##### Recorded information #####

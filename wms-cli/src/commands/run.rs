//! Run command handler
//!
//! Establishes a monitoring session and forwards every log event the
//! workflow engine writes to stdin.

use std::path::PathBuf;

use anyhow::{Result, anyhow};
use clap::Args;
use colored::*;
use tracing::info;
use wms_client::{WmsClient, WorkflowMonitor};
use wms_core::domain::session::{RunMetadata, RunParameters, WORKFLOW_NAME_PARAM};

use crate::input::forward_events;

/// Arguments of the `run` command
#[derive(Debug, Clone, Args)]
pub struct RunArgs {
    /// Display name of the workflow
    #[arg(long)]
    pub workflow_name: Option<String>,

    /// Command line that launched the workflow
    #[arg(long)]
    pub command: Option<String>,

    /// Working directory of the workflow (defaults to the current directory)
    #[arg(long)]
    pub directory: Option<PathBuf>,

    /// Named run parameter (repeatable)
    #[arg(long = "param", value_name = "KEY=VALUE", value_parser = parse_key_val)]
    pub params: Vec<(String, String)>,
}

impl RunArgs {
    pub fn metadata(&self) -> RunMetadata {
        RunMetadata::new(self.command.clone(), self.directory.clone())
    }

    /// Run parameters, with the workflow name under its own key
    pub fn parameters(&self) -> RunParameters {
        let mut params: RunParameters = self.params.iter().cloned().collect();
        if let Some(name) = &self.workflow_name {
            params.insert(WORKFLOW_NAME_PARAM.to_string(), name.clone());
        }
        params
    }
}

/// Parse a `KEY=VALUE` pair
fn parse_key_val(input: &str) -> Result<(String, String)> {
    let (key, value) = input
        .split_once('=')
        .ok_or_else(|| anyhow!("expected KEY=VALUE, got '{}'", input))?;

    if key.is_empty() {
        return Err(anyhow!("parameter key cannot be empty in '{}'", input));
    }

    Ok((key.to_string(), value.to_string()))
}

/// Register the workflow, then forward stdin events until EOF
pub async fn handle_run(client: WmsClient, args: RunArgs) -> Result<()> {
    let monitor = WorkflowMonitor::start(client, &args.metadata(), &args.parameters()).await?;

    eprintln!(
        "{} {}",
        "Monitoring workflow".green().bold(),
        monitor.session().workflow_id
    );

    let stdin = tokio::io::BufReader::new(tokio::io::stdin());
    let forwarded = forward_events(stdin, &monitor).await?;

    info!("Forwarded {} log event(s)", forwarded);
    Ok(())
}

#####

— Exercise instructions —
Keeping every character as it is, restate the lines above that run from the line with "log event the" through the line with "use tracing::info;", both included, and nothing else.

— Exercise result —
//! Establishes a monitoring session and forwards every log event the
//! workflow engine writes to stdin.

use std::path::PathBuf;

use anyhow::{Result, anyhow};
use clap::Args;
use colored::*;
use tracing::info;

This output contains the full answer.